Contact: dolores@wiclarkcountyhistory.org

E-mail: dolores@wiclarkcountyhistory.org

 

Surnames: Schmidt, Friedl, Gunjen

 

---Source: History of Marathon County Wisconsin and Representative Citizens, by Louis Marchetti, 1913.

 

---Schmidt, Hon. Nicholas (2 November 1860 - 19??)

 

HON. NICHOLAS SCHMIDT, a member of the General Assembly of the State of Wisconsin, in 1906, 1907, 1908, 1909, 1910, 1911 and 1912, in which public body he gave honorable and efficient service, has long been one of the representative men of Marathon City, a promoter of many of its most successful enterprises and interested in many of its most important concerns. He was born in a Rhine Province, Germany, November 2, 1860, and is a son of Nicholas and Margaret Schmidt.  

 

When twenty years of age, Nicholas Schmidt came alone to the United States leaving behind his parents and four sisters the youngest of whom later came to this country also and lived in Minnesota. In Germany Mr. Schmidt had learned the trade of locksmith and machinist and when he found his first home in America, at Westpoint, Nebr., he worked there for six months. He had never before been separated from his people and there are hundreds who read this record who will sympathize with his homesickness that induced him to start on the long return journey to his native land. He had friends in Chicago and when he reached them they succeeded in overcoming his nostalgia and he gave up his idea of going back to Germany and continued to work at his trade in that city until 1887. He then met with an accident that gave him a broken shoulder blade and this precluded all expectation of his ever being able to resume his trade work.

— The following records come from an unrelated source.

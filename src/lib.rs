//! # a3s-serp
//!
//! Search engine result page scraper with an HTTP front end.
//!
//! Each engine fetches its result page either through a shared headless
//! browser or through a raw HTTP transport whose TLS handshake looks like
//! Chrome's, then extracts ranked results with an ordered list of selector
//! strategies. Features:
//!
//! - Browser session with bounded concurrent pages and clean release
//! - CAPTCHA detection, with an optional external solver
//! - Per-engine token-bucket rate limiting
//! - URL deduplication with dense re-ranking
//!
//! ## Example
//!
//! ```rust,no_run
//! use std::sync::Arc;
//!
//! use a3s_serp::config::Settings;
//! use a3s_serp::engines::build_registry;
//! use a3s_serp::transport::RawTransport;
//! use a3s_serp::Query;
//!
//! #[tokio::main]
//! async fn main() -> anyhow::Result<()> {
//!     let mut settings = Settings::default();
//!     settings.app.raw_requests = true;
//!     let registry = build_registry(&settings, None, Arc::new(RawTransport::new()), None)?;
//!
//!     let brave = registry.get("brave").expect("brave is built in");
//!     brave.rate_limiter().acquire().await;
//!     for result in brave.search(&Query::new("rust programming")).await? {
//!         println!("{}. {}: {}", result.rank, result.title, result.url);
//!     }
//!     Ok(())
//! }
//! ```

mod engine;
mod error;
mod query;
mod result;

pub mod captcha;
pub mod config;
pub mod engines;
pub mod extract;
pub mod page;
pub mod ratelimit;
pub mod search;
pub mod server;
pub mod transport;
pub mod user_agent;

#[cfg(feature = "headless")]
pub mod browser;
#[cfg(feature = "headless")]
pub mod browser_setup;

pub use engine::{Engine, EngineOptions, EngineRegistry, BASELINE_OPTIONS};
pub use error::{Result, SearchError};
pub use query::{days_since_epoch, DateInterval, Query};
pub use result::{apply_limit, deduplicate, ResultSet, SearchResult};
//! Service settings.
//!
//! Sources, lowest to highest precedence: built-in defaults, a YAML file,
//! `A3S_SERP_*` environment variables, then command-line flags (applied by
//! the binary). Settings are not mutated once the service is running.

use std::collections::HashMap;
use std::path::{Path, PathBuf};
use std::time::Duration;

use serde::{Deserialize, Serialize};
use tracing::{debug, info};

use crate::{EngineOptions, Result, SearchError};

/// Environment variable naming the YAML file.
pub const CONFIG_ENV: &str = "A3S_SERP_CONFIG";

/// File looked up in the working directory when nothing else is given.
pub const DEFAULT_CONFIG_FILE: &str = "config.yaml";

const ENV_HOST: &str = "A3S_SERP_HOST";
const ENV_PORT: &str = "A3S_SERP_PORT";
const ENV_PROXY: &str = "A3S_SERP_PROXY";
const ENV_INSECURE: &str = "A3S_SERP_INSECURE";
const ENV_RAW: &str = "A3S_SERP_RAW";

/// Listener settings.
#[derive(Debug, Clone, PartialEq, Eq, Serialize, Deserialize)]
#[serde(default)]
pub struct ServerSettings {
    pub host: String,
    pub port: u16,
    /// Upper bound on how long shutdown waits for in-flight requests.
    pub shutdown_grace_secs: u64,
}

impl Default for ServerSettings {
    fn default() -> Self {
        Self {
            host: "127.0.0.1".to_string(),
            port: 7000,
            shutdown_grace_secs: 10,
        }
    }
}

impl ServerSettings {
    pub fn addr(&self) -> String {
        format!("{}:{}", self.host, self.port)
    }

    pub fn shutdown_grace(&self) -> Duration {
        Duration::from_secs(self.shutdown_grace_secs)
    }
}

/// Scraping behaviour shared by every engine.
#[derive(Debug, Clone, PartialEq, Eq, Serialize, Deserialize)]
#[serde(default)]
pub struct AppSettings {
    /// Skip the browser and fetch result pages over the raw transport.
    pub raw_requests: bool,
    pub headless: bool,
    pub stealth: bool,
    /// Kill the browser process on release instead of trusting it to exit.
    pub leakless: bool,
    /// Keep result pages open after extraction, for debugging.
    pub leave_page_open: bool,
    pub proxy_url: Option<String>,
    /// Accept invalid TLS certificates.
    pub insecure: bool,
    pub chrome_path: Option<String>,
    /// Concurrently open browser pages.
    pub max_pages: usize,
}

impl Default for AppSettings {
    fn default() -> Self {
        Self {
            raw_requests: false,
            headless: true,
            stealth: true,
            leakless: true,
            leave_page_open: false,
            proxy_url: None,
            insecure: false,
            chrome_path: None,
            max_pages: 8,
        }
    }
}

/// External CAPTCHA solver credentials.
#[derive(Debug, Clone, Default, PartialEq, Eq, Serialize, Deserialize)]
#[serde(default)]
pub struct CaptchaSettings {
    pub api_key: Option<String>,
}

/// Complete service settings.
#[derive(Debug, Clone, Default, PartialEq, Eq, Serialize, Deserialize)]
#[serde(default)]
pub struct Settings {
    pub server: ServerSettings,
    pub app: AppSettings,
    pub captcha: CaptchaSettings,
    /// Per-engine overrides keyed by engine name.
    pub engines: HashMap<String, EngineOptions>,
}

impl Settings {
    /// Parses settings from YAML. Missing sections keep their defaults.
    pub fn from_yaml(source: &str) -> Result<Self> {
        if source.trim().is_empty() {
            return Ok(Self::default());
        }
        serde_yaml::from_str(source).map_err(|e| SearchError::Config(e.to_string()))
    }

    /// Reads settings from a YAML file.
    pub fn from_file(path: &Path) -> Result<Self> {
        let source = std::fs::read_to_string(path).map_err(|e| {
            SearchError::Config(format!("cannot read {}: {}", path.display(), e))
        })?;
        let settings = Self::from_yaml(&source)?;
        info!(path = %path.display(), "Loaded configuration");
        Ok(settings)
    }

    /// Loads the file (if any) and applies environment overrides.
    ///
    /// An explicitly named file must exist; the working-directory default is
    /// optional.
    pub fn load(explicit: Option<&Path>) -> Result<Self> {
        let env_path = std::env::var(CONFIG_ENV).ok().map(PathBuf::from);
        let mut settings = match config_path(explicit, env_path.as_deref()) {
            Some(path) => Self::from_file(&path)?,
            None => {
                debug!("No configuration file, using defaults");
                Self::default()
            }
        };
        settings.apply_env(|key| std::env::var(key).ok())?;
        Ok(settings)
    }

    /// Applies `A3S_SERP_*` overrides read through `lookup`.
    pub fn apply_env<F>(&mut self, lookup: F) -> Result<()>
    where
        F: Fn(&str) -> Option<String>,
    {
        if let Some(host) = lookup(ENV_HOST).filter(|v| !v.is_empty()) {
            self.server.host = host;
        }
        if let Some(port) = lookup(ENV_PORT).filter(|v| !v.is_empty()) {
            self.server.port = port
                .parse()
                .map_err(|_| SearchError::Config(format!("{} is not a port: {}", ENV_PORT, port)))?;
        }
        if let Some(proxy) = lookup(ENV_PROXY) {
            self.app.proxy_url = Some(proxy).filter(|v| !v.is_empty());
        }
        if let Some(value) = lookup(ENV_INSECURE) {
            self.app.insecure = parse_flag(ENV_INSECURE, &value)?;
        }
        if let Some(value) = lookup(ENV_RAW) {
            self.app.raw_requests = parse_flag(ENV_RAW, &value)?;
        }
        Ok(())
    }

    /// Checks values that would only fail later at runtime.
    pub fn validate(&self) -> Result<()> {
        if self.app.max_pages == 0 {
            return Err(SearchError::Config("app.max_pages must be at least 1".into()));
        }
        if let Some(proxy) = &self.app.proxy_url {
            let url = url::Url::parse(proxy)?;
            if !matches!(url.scheme(), "http" | "https" | "socks5" | "socks5h") {
                return Err(SearchError::Config(format!(
                    "unsupported proxy scheme: {}",
                    url.scheme()
                )));
            }
        }
        Ok(())
    }

    /// Browser session parameters derived from the `app` section.
    #[cfg(feature = "headless")]
    pub fn session_config(&self) -> crate::browser::BrowserSessionConfig {
        crate::browser::BrowserSessionConfig {
            headless: self.app.headless,
            stealth: self.app.stealth,
            leakless: self.app.leakless,
            leave_page_open: self.app.leave_page_open,
            proxy_url: self.app.proxy_url.clone(),
            insecure: self.app.insecure,
            chrome_path: self.app.chrome_path.clone(),
            max_pages: self.app.max_pages,
            ..Default::default()
        }
    }
}

fn config_path(explicit: Option<&Path>, env_path: Option<&Path>) -> Option<PathBuf> {
    if let Some(path) = explicit.or(env_path) {
        return Some(path.to_path_buf());
    }
    let fallback = PathBuf::from(DEFAULT_CONFIG_FILE);
    fallback.is_file().then_some(fallback)
}

fn parse_flag(key: &str, value: &str) -> Result<bool> {
    match value.trim().to_ascii_lowercase().as_str() {
        "1" | "true" | "yes" | "on" => Ok(true),
        "0" | "false" | "no" | "off" | "" => Ok(false),
        other => Err(SearchError::Config(format!(
            "{} expects a boolean, got '{}'",
            key, other
        ))),
    }
}

#[cfg(test)]
mod tests {
    use super::*;
    use tokio_test::{assert_err, assert_ok};

    fn env(pairs: &[(&str, &str)]) -> impl Fn(&str) -> Option<String> {
        let map: HashMap<String, String> = pairs
            .iter()
            .map(|(k, v)| (k.to_string(), v.to_string()))
            .collect();
        move |key| map.get(key).cloned()
    }

    #[test]
    fn test_defaults() {
        let settings = Settings::default();
        assert_eq!(settings.server.addr(), "127.0.0.1:7000");
        assert_eq!(settings.server.shutdown_grace(), Duration::from_secs(10));
        assert!(!settings.app.raw_requests);
        assert!(settings.app.headless);
        assert!(settings.app.leakless);
        assert_eq!(settings.app.max_pages, 8);
        assert!(settings.captcha.api_key.is_none());
        assert!(settings.engines.is_empty());
    }

    #[test]
    fn test_partial_yaml_keeps_defaults() {
        let yaml = r#"
server:
  port: 8080
app:
  raw_requests: true
  proxy_url: socks5://127.0.0.1:1080
engines:
  brave:
    rate_burst: 2
    timeout_ms: 15000
"#;
        let settings = Settings::from_yaml(yaml).unwrap();
        assert_eq!(settings.server.host, "127.0.0.1");
        assert_eq!(settings.server.port, 8080);
        assert!(settings.app.raw_requests);
        assert!(settings.app.stealth);
        assert_eq!(settings.app.proxy_url.as_deref(), Some("socks5://127.0.0.1:1080"));

        let brave = settings.engines["brave"];
        assert_eq!(brave.rate_burst, 2);
        assert_eq!(brave.timeout_ms, 15_000);
        assert_eq!(brave.rate_interval_ms, 0);
    }

    #[test]
    fn test_empty_yaml_is_default() {
        assert_eq!(Settings::from_yaml("").unwrap(), Settings::default());
        assert_eq!(Settings::from_yaml("  \n").unwrap(), Settings::default());
    }

    #[test]
    fn test_invalid_yaml_is_config_error() {
        let err = Settings::from_yaml("server: [1, 2").unwrap_err();
        assert!(matches!(err, SearchError::Config(_)));
    }

    #[test]
    fn test_env_overrides() {
        let mut settings = Settings::default();
        settings
            .apply_env(env(&[
                (ENV_HOST, "0.0.0.0"),
                (ENV_PORT, "9000"),
                (ENV_PROXY, "http://proxy:3128"),
                (ENV_INSECURE, "true"),
                (ENV_RAW, "1"),
            ]))
            .unwrap();
        assert_eq!(settings.server.addr(), "0.0.0.0:9000");
        assert_eq!(settings.app.proxy_url.as_deref(), Some("http://proxy:3128"));
        assert!(settings.app.insecure);
        assert!(settings.app.raw_requests);
    }

    #[test]
    fn test_env_empty_proxy_clears() {
        let mut settings = Settings::default();
        settings.app.proxy_url = Some("http://from-file:1".into());
        settings.apply_env(env(&[(ENV_PROXY, "")])).unwrap();
        assert!(settings.app.proxy_url.is_none());
    }

    #[test]
    fn test_env_bad_values() {
        let mut settings = Settings::default();
        assert!(settings.apply_env(env(&[(ENV_PORT, "seventy")])).is_err());
        assert!(settings.apply_env(env(&[(ENV_RAW, "maybe")])).is_err());
    }

    #[test]
    fn test_validate() {
        let mut settings = Settings::default();
        assert_ok!(settings.validate());

        settings.app.proxy_url = Some("ftp://proxy:21".into());
        assert_err!(settings.validate());

        settings.app.proxy_url = Some("socks5://proxy:1080".into());
        assert_ok!(settings.validate());

        settings.app.max_pages = 0;
        assert_err!(settings.validate());
    }

    #[test]
    fn test_config_path_precedence() {
        let explicit = Path::new("/etc/a3s/explicit.yaml");
        let from_env = Path::new("/etc/a3s/env.yaml");
        assert_eq!(
            config_path(Some(explicit), Some(from_env)).as_deref(),
            Some(explicit)
        );
        assert_eq!(config_path(None, Some(from_env)).as_deref(), Some(from_env));
    }

    #[test]
    fn test_missing_explicit_file_is_error() {
        let err = Settings::from_file(Path::new("/nonexistent/a3s.yaml")).unwrap_err();
        assert!(err.to_string().contains("/nonexistent/a3s.yaml"));
    }

    #[test]
    fn test_from_file() {
        let path = std::env::temp_dir().join(format!("a3s-serp-config-{}.yaml", std::process::id()));
        std::fs::write(&path, "captcha:\n  api_key: k-123\n").unwrap();
        let settings = Settings::from_file(&path).unwrap();
        assert_eq!(settings.captcha.api_key.as_deref(), Some("k-123"));
        let _ = std::fs::remove_file(path);
    }

    #[cfg(feature = "headless")]
    #[test]
    fn test_session_config_follows_app_section() {
        let mut settings = Settings::default();
        settings.app.headless = false;
        settings.app.max_pages = 3;
        settings.app.proxy_url = Some("http://proxy:3128".into());
        let config = settings.session_config();
        assert!(!config.headless);
        assert_eq!(config.max_pages, 3);
        assert_eq!(config.proxy_url.as_deref(), Some("http://proxy:3128"));
        assert!(config.leakless);
    }
}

He then embarked in a flour, feed, wood and coal business at Chicago, afterward went into the real estate business there which he continued until 1902, in which year he bought the Marathon City Brewery, at Marathon City, Wis., and came to this place and assumed control in September of that year. In 1905 he made it a stock company and it became the Marathon City Brewing Company, Mr. Schmidt being president, treasurer and manager until December 31, 1910, when, on account of ill health, he gave up the management of the business. During this time he had become interested in other enterprises, organizing the State Bank of Marathon City, of which he was elected first president and continued at the head of that institution until December, 1911. He was one of the main organizers of the Marathon City Telephone Company and was its first president, and also organized the Marathon Excelsior Manufacturing Company. Although somewhat retired from business he retains his stock in all the concerns with which he was formerly actively identified.  

 

Mr. Schmidt was married at Chicago, Ill., to: Miss Mary Friedl, who died there, the mother of four children: Frederick M., a physician and surgeon, at Eagle, Wis.; Charles N., who is engaged in the brewery business at Chicago; Thomas E., who is a member of the class of 1914 in the medical department of the Missouri University at St. Louis; and Arthur, who died at Marathon City, when aged eleven years. On May 2, 1899, Mr. Schmidt married Miss Berta Gunjen, who was born in Germany, and they enjoyed some months of travel afterward in Europe.

 

They are members of St. Mary's Catholic Church at Marathon City. He has been a lifelong Democrat and has frequently served in local offices and for six years was a member of the village board. He is identified with the Catholic Order of Foresters, the Germania, and the National Union.